Why build roundabouts at all? The reasons are overwhelming. Using roundabouts improves traffic flow on busy roads or at previously-complex intersections, and — even more importantly — they reduce the occurrence of fatal and serious-injury crashes by well over ninety percent because they prevent T-bone/right-angle collisions, which in turn are extremely dangerous to vehicle occupants.
Situation: Many of America’s new ‘modern roundabouts’ — and I have encountered a lot in the many states in which I have instructed defensive- and advanced driving — are usually well-designed, except for three extremely important factors.
What are the problems that concern us?
The first is the fact that most roundabouts, to this day, in the USA do not have what one might call ‘map’ or ‘layout’ signs on each approach, showing drivers well in advance the exit they will need from the roundabout, to reach their destination. It is both arrogant and dangerous to assume that the drivers in any location are *all* local and all know which way to go at any intersection. And given that many drivers are still very uncomfortable on roundabouts — at least in part because of our third concern, below — anything that risks a driver swerving late to the right to take the exit they need, or swerving left, equally late, to stay on the roundabout when they were preparing to exit from it, is clearly dangerous and can cause collisions. Whether or not a collision results, such incidents serve to reinforce people’s fear of roundabouts and are therefore doubly damaging.

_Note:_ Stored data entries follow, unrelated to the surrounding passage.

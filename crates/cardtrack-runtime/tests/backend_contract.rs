use axum::extract::{Path, Query, State};
use axum::http::StatusCode;
use axum::routing::{get, post};
use axum::{Json, Router};
use cardtrack_core::{BadgeKind, MemoryStore, PanelSection, PanelSettings, Scope, SettingsStore};
use cardtrack_engine::{HistoryRow, PanelBody};
use cardtrack_runtime::{
    BadgeRequest, BadgeService, CardView, FetchError, HistoryRegion, MetricsClient, PanelContent,
    PanelService, SettingsService,
};
use cardtrack_types::{Badge, BoardId, CardFilter, CardId, ExportFormat, ListId, UserSettingsUpdate};
use chrono::Utc;
use serde_json::{Value, json};
use std::collections::HashMap;
use std::sync::{Arc, Mutex};
use std::time::Duration;

#[derive(Clone, Default)]
struct Backend {
    hits: Arc<Mutex<Vec<String>>>,
    users: Arc<Mutex<HashMap<String, Value>>>,
}

impl Backend {
    fn record(&self, path: String) {
        self.hits.lock().unwrap().push(path);
    }

    fn hits(&self) -> Vec<String> {
        self.hits.lock().unwrap().clone()
    }

    fn hit(&self, suffix: &str) -> bool {
        self.hits().iter().any(|path| path.ends_with(suffix))
    }
}

async fn fetch_history(State(backend): State<Backend>, Path(card): Path<String>) -> StatusCode {
    backend.record(format!("/api/card/{card}/fetch-history"));
    if card == "c500" {
        StatusCode::INTERNAL_SERVER_ERROR
    } else {
        StatusCode::OK
    }
}

async fn metrics(
    State(backend): State<Backend>,
    Path(card): Path<String>,
) -> Result<Json<Value>, StatusCode> {
    backend.record(format!("/api/card/{card}/metrics"));
    match card.as_str() {
        "missing" => Err(StatusCode::NOT_FOUND),
        "slow" => {
            tokio::time::sleep(Duration::from_millis(300)).await;
            Ok(Json(json!({"total_time": 3600})))
        }
        _ => Ok(Json(json!({
            "total_time": 7200,
            "time_per_list": {"Doing": 5400, "To Do": 1800},
            "time_per_member": {"m1": 1800}
        }))),
    }
}

async fn history(
    State(backend): State<Backend>,
    Path(card): Path<String>,
) -> Result<Json<Value>, StatusCode> {
    backend.record(format!("/api/card/{card}/history"));
    if card == "broken-history" {
        return Err(StatusCode::INTERNAL_SERVER_ERROR);
    }
    Ok(Json(json!([
        {"date": "2024-02-10T09:00:00Z", "type": "createCard", "data": {"listName": "To Do"}},
        {"date": "2024-02-10T14:30:00Z", "type": "updateCard", "data": {"listName": "Doing", "visitCount": 2}}
    ])))
}

async fn detailed_history(State(backend): State<Backend>, Path(card): Path<String>) -> Json<Value> {
    backend.record(format!("/api/card/{card}/detailed-history"));
    Json(json!([]))
}

async fn board_lists(
    State(backend): State<Backend>,
    Path(board): Path<String>,
) -> Result<Json<Value>, StatusCode> {
    backend.record(format!("/api/board/{board}/lists"));
    if board == "b-nolists" {
        return Err(StatusCode::INTERNAL_SERVER_ERROR);
    }
    Ok(Json(json!([
        {"id": "l-todo", "name": "To Do"},
        {"id": "l-doing", "name": "Doing"}
    ])))
}

async fn cards(
    State(backend): State<Backend>,
    Query(params): Query<HashMap<String, String>>,
) -> Json<Value> {
    backend.record("/api/cards".to_string());
    let all = [
        json!({"id": 1, "trello_card_id": "abc1", "created_at": "2024-01-05T10:00:00"}),
        json!({"id": 2, "trello_card_id": "xyz2", "created_at": "2024-03-01T08:30:00"}),
    ];
    let matching: Vec<Value> = all
        .into_iter()
        .filter(|card| match params.get("trello_card_id") {
            Some(part) => card["trello_card_id"].as_str().unwrap().contains(part.as_str()),
            None => true,
        })
        .filter(|card| match params.get("created_after") {
            Some(date) => card["created_at"].as_str().unwrap() > date.as_str(),
            None => true,
        })
        .collect();
    Json(Value::Array(matching))
}

async fn export(
    State(backend): State<Backend>,
    Path(card): Path<String>,
    Query(params): Query<HashMap<String, String>>,
) -> String {
    let format = params.get("format").cloned().unwrap_or_default();
    backend.record(format!("/api/export/{card}?format={format}"));
    format!("card_id,total_time\n{card},7200\n")
}

async fn save_user_settings(
    State(backend): State<Backend>,
    Json(body): Json<Value>,
) -> Json<Value> {
    backend.record("/api/settings".to_string());
    let username = body["username"].as_str().unwrap_or_default().to_string();
    // stored as one opaque string, like the real backend
    let stored = Value::String(body["settings"].to_string());
    backend.users.lock().unwrap().insert(username, stored);
    Json(json!({"message": "Settings updated"}))
}

async fn user_settings(
    State(backend): State<Backend>,
    Path(username): Path<String>,
) -> Result<Json<Value>, StatusCode> {
    backend.record(format!("/api/settings/{username}"));
    match backend.users.lock().unwrap().get(&username) {
        Some(settings) => Ok(Json(json!({"settings": settings}))),
        None => Err(StatusCode::NOT_FOUND),
    }
}

async fn spawn_backend() -> (Backend, MetricsClient) {
    let backend = Backend::default();
    let app = Router::new()
        .route("/api/card/{card}/fetch-history", get(fetch_history))
        .route("/api/card/{card}/metrics", get(metrics))
        .route("/api/card/{card}/history", get(history))
        .route("/api/card/{card}/detailed-history", get(detailed_history))
        .route("/api/board/{board}/lists", get(board_lists))
        .route("/api/cards", get(cards))
        .route("/api/export/{card}", get(export))
        .route("/api/settings", post(save_user_settings))
        .route("/api/settings/{username}", get(user_settings))
        .with_state(backend.clone());

    let listener = tokio::net::TcpListener::bind("127.0.0.1:0")
        .await
        .expect("bind listener");
    let addr = listener.local_addr().expect("local addr");
    tokio::spawn(async move { axum::serve(listener, app).await.expect("serve app") });

    let client = MetricsClient::new(format!("http://{addr}"), Duration::from_secs(5))
        .expect("client");
    (backend, client)
}

fn metrics_only() -> PanelSettings {
    PanelSettings::default()
}

#[tokio::test]
async fn test_failed_ingestion_still_renders_metrics() {
    let (backend, client) = spawn_backend().await;
    let panel = PanelService::new(&client)
        .load(&CardId::new("c500"), &metrics_only(), &Utc)
        .await;

    let PanelContent::Metrics(metrics) = &panel.content else {
        panic!("expected metrics, got {:?}", panel.content);
    };
    assert_eq!(metrics.sections[0].body, PanelBody::Text("2.00 hours".to_string()));
    assert!(backend.hit("/api/card/c500/fetch-history"));
    assert!(backend.hit("/api/card/c500/metrics"));
}

#[tokio::test]
async fn test_history_only_requested_when_enabled() {
    let (backend, client) = spawn_backend().await;
    let service = PanelService::new(&client);

    let panel = service.load(&CardId::new("c1"), &metrics_only(), &Utc).await;
    assert!(!backend.hit("/history"));
    assert!(!backend.hit("/detailed-history"));
    assert_eq!(panel.history, HistoryRegion::Loaded(Default::default()));

    let settings = metrics_only().with(PanelSection::History, true);
    let panel = service.load(&CardId::new("c1"), &settings, &Utc).await;
    assert!(backend.hit("/api/card/c1/history"));
    assert!(!backend.hit("/detailed-history"));

    let HistoryRegion::Loaded(view) = panel.history else {
        panic!("expected history");
    };
    let table = view.history.expect("history table");
    assert_eq!(table.rows.len(), 2);
    assert!(view.detailed.is_none());
}

#[tokio::test]
async fn test_empty_detailed_history_renders_placeholder_row() {
    let (_backend, client) = spawn_backend().await;
    let settings = metrics_only().with(PanelSection::DetailedHistory, true);

    let panel = PanelService::new(&client)
        .load(&CardId::new("c1"), &settings, &Utc)
        .await;

    let HistoryRegion::Loaded(view) = panel.history else {
        panic!("expected history");
    };
    assert_eq!(
        view.detailed.expect("detailed table").rows,
        vec![HistoryRow::Empty {
            message: "No detailed history found"
        }]
    );
}

#[tokio::test]
async fn test_history_failure_stays_in_history_region() {
    let (_backend, client) = spawn_backend().await;
    let settings = metrics_only().with(PanelSection::History, true);

    let panel = PanelService::new(&client)
        .load(&CardId::new("broken-history"), &settings, &Utc)
        .await;

    assert!(matches!(panel.content, PanelContent::Metrics(_)));
    let HistoryRegion::Failed(message) = panel.history else {
        panic!("expected history failure");
    };
    assert!(message.starts_with("HTTP error! status: 500"), "{message}");
}

#[tokio::test]
async fn test_metrics_failure_fills_content_region() {
    let (backend, client) = spawn_backend().await;
    let settings = metrics_only().with(PanelSection::History, true);

    let panel = PanelService::new(&client)
        .load(&CardId::new("missing"), &settings, &Utc)
        .await;

    let PanelContent::Failed(message) = &panel.content else {
        panic!("expected failure");
    };
    assert!(message.starts_with("HTTP error! status: 404"), "{message}");
    assert_eq!(panel.history, HistoryRegion::NotLoaded);
    assert!(!backend.hit("/history"));
}

#[tokio::test]
async fn test_overlapping_loads_keep_the_newest() {
    let (_backend, client) = spawn_backend().await;
    let service = PanelService::new(&client);
    let view = CardView::new();
    let settings = metrics_only();

    let slow_id = CardId::new("slow");
    let fast_id = CardId::new("fast");
    let (slow_shown, fast_shown) = futures::join!(
        view.load(&service, &slow_id, &settings, &Utc),
        view.load(&service, &fast_id, &settings, &Utc),
    );

    assert!(!slow_shown);
    assert!(fast_shown);
    let Some(PanelContent::Metrics(panel)) = view.content() else {
        panic!("expected metrics");
    };
    assert_eq!(panel.sections[0].body, PanelBody::Text("2.00 hours".to_string()));
}

fn board_store(board: &str, kinds: &[BadgeKind]) -> SettingsStore<MemoryStore> {
    let store = SettingsStore::new(MemoryStore::new());
    let scope = Scope::board(board);
    for kind in kinds {
        store.set_flag(&scope, kind.flag_key(), true).unwrap();
    }
    store
}

fn request(board: &str) -> BadgeRequest {
    BadgeRequest {
        board: BoardId::new(board),
        card: CardId::new("c1"),
        list: ListId::new("l-doing"),
        viewer: None,
    }
}

#[tokio::test]
async fn test_badges_resolve_list_name_from_board() {
    let (backend, client) = spawn_backend().await;
    let store = board_store("b1", &[BadgeKind::CurrentList, BadgeKind::TotalTime]);

    let badges = BadgeService::new(&client, &store).badges(&request("b1")).await;

    assert_eq!(
        badges,
        vec![
            Badge::new("Doing: 1.5h", "#0079bf"),
            Badge::new("Total: 2.0h", "#61bd4f")
        ]
    );
    assert!(backend.hit("/api/board/b1/lists"));
}

#[tokio::test]
async fn test_badges_skip_lists_request_when_not_needed() {
    let (backend, client) = spawn_backend().await;
    let store = board_store("b1", &[BadgeKind::TotalTime]);

    let badges = BadgeService::new(&client, &store).badges(&request("b1")).await;

    assert_eq!(badges, vec![Badge::new("Total: 2.0h", "#61bd4f")]);
    assert!(!backend.hit("/lists"));
}

#[tokio::test]
async fn test_failed_lists_drop_only_list_badges() {
    let (_backend, client) = spawn_backend().await;
    let store = board_store("b-nolists", &[BadgeKind::CurrentList, BadgeKind::TotalTime]);

    let badges = BadgeService::new(&client, &store)
        .badges(&request("b-nolists"))
        .await;

    assert_eq!(badges, vec![Badge::new("Total: 2.0h", "#61bd4f")]);
}

#[tokio::test]
async fn test_unreachable_backend_gives_fallback_badge() {
    let client = MetricsClient::new("http://127.0.0.1:1", Duration::from_secs(2)).unwrap();
    let store = board_store("b1", &BadgeKind::ALL);

    let badges = BadgeService::new(&client, &store).badges(&request("b1")).await;

    assert_eq!(badges, vec![Badge::fallback()]);
}

#[tokio::test]
async fn test_list_cards_forwards_filter() {
    let (_backend, client) = spawn_backend().await;

    let all = client.list_cards(&CardFilter::default()).await.unwrap();
    assert_eq!(all.len(), 2);

    let filter = CardFilter::new().card_id_contains("xyz");
    let cards = client.list_cards(&filter).await.unwrap();
    assert_eq!(cards.len(), 1);
    assert_eq!(cards[0].trello_card_id, CardId::new("xyz2"));
    assert!(cards[0].created_at.is_some());
}

#[tokio::test]
async fn test_export_returns_raw_body() {
    let (backend, client) = spawn_backend().await;

    let body = client
        .export_metrics(&CardId::new("c1"), ExportFormat::Csv)
        .await
        .unwrap();

    assert_eq!(String::from_utf8(body).unwrap(), "card_id,total_time\nc1,7200\n");
    assert!(backend.hit("/api/export/c1?format=csv"));
}

#[tokio::test]
async fn test_settings_form_marks_and_saves_selection() {
    let (_backend, client) = spawn_backend().await;
    let store = SettingsStore::new(MemoryStore::new());
    let board = BoardId::new("b1");
    store
        .set_selected_lists(
            &Scope::Board(board.clone()),
            [ListId::new("l-doing"), ListId::new("gone")],
        )
        .unwrap();
    let service = SettingsService::new(&client, &store);

    let mut form = service.form(&board).await;
    let selected: Vec<&str> = form
        .lists
        .iter()
        .filter(|option| option.selected)
        .map(|option| option.list.name.as_str())
        .collect();
    assert_eq!(selected, vec!["Doing"]);

    form.select(&[ListId::new("l-todo")]);
    form.settings.show_total_time = true;
    service.save(&form).unwrap();

    let saved = store.selected_lists(&Scope::Board(board.clone()));
    assert_eq!(saved.iter().map(|id| id.as_str()).collect::<Vec<_>>(), vec!["l-todo"]);
    assert_eq!(store.flag(&Scope::Board(board), "show-total-time"), Some(true));
}

#[tokio::test]
async fn test_user_settings_round_trip() {
    let (backend, client) = spawn_backend().await;

    let err = client.get_user_settings("alice").await.unwrap_err();
    assert_eq!(err.status(), Some(404));
    assert!(matches!(err, FetchError::Status { .. }));

    let update = UserSettingsUpdate::new("alice").with_setting("theme", "dark");
    let reply = client.update_user_settings(&update).await.unwrap();
    assert_eq!(reply.message, "Settings updated");

    let stored = client.get_user_settings("alice").await.unwrap();
    assert_eq!(stored.text().as_deref(), Some(r#"{"theme":"dark"}"#));
    assert!(backend.hit("/api/settings"));
    assert!(backend.hit("/api/settings/alice"));
}

#[tokio::test]
async fn test_upload_sends_scoped_settings() {
    let (backend, client) = spawn_backend().await;
    let store = SettingsStore::new(MemoryStore::new());
    let board = Scope::board("b1");
    store.set_flag(&board, "show-total-time", true).unwrap();
    store.set(&board, "total-time-color", "#123456").unwrap();
    store.set(&Scope::board("b2"), "show-total-time", "false").unwrap();

    let upload = SettingsService::new(&client, &store)
        .upload("bob", &board)
        .await
        .unwrap();

    assert_eq!(upload.keys, vec!["show-total-time", "total-time-color"]);
    assert_eq!(upload.message, "Settings updated");

    let stored = backend.users.lock().unwrap().get("bob").cloned().unwrap();
    let sent: Value = serde_json::from_str(stored.as_str().unwrap()).unwrap();
    assert_eq!(sent, json!({"show-total-time": "true", "total-time-color": "#123456"}));
}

Our second concern follows from the first, in that the various lanes on American roundabouts do not always follow a set regime regarding which lane one should take for going left (properly described as being “more than half way around the roundabout”), going straight ahead, or turning right. In the absence of the above-mentioned map/layout signs, drivers only discover at the very last moment, just a few yards before reaching the actual roundabout, which lane they need to be in, and when this happens, yet more frantic and potentially dangerous swerves take place, but this time as lane changes, rather than “exit or stay”. Indeed, at roundabouts with more than four entry/exit roads — and quite rightly there are plenty like this — or at roundabouts where the entries and exits do not form a geometrically symmetrical crossroads, such last-minute lane allocations can be a real challenge.
Our third concern is that we know of no states that are advising people to use turn signals before entering roundabouts, during their journey through a roundabout (both ‘as applicable’) and always when leaving the roundabout. This is part of a systemic failure throughout the USA to educate drivers accurately how to drive around roundabouts correctly, and this failure has left a significant proportion of American drivers disliking or afraid of roundabouts — an immensely undesirable scenario.
All ADoNA training courses include full best-practice,theoretical training on how to correctly use roundabouts for maximum safety, and as long as there are any roundabouts near the training location you select, there will be full practical training as well.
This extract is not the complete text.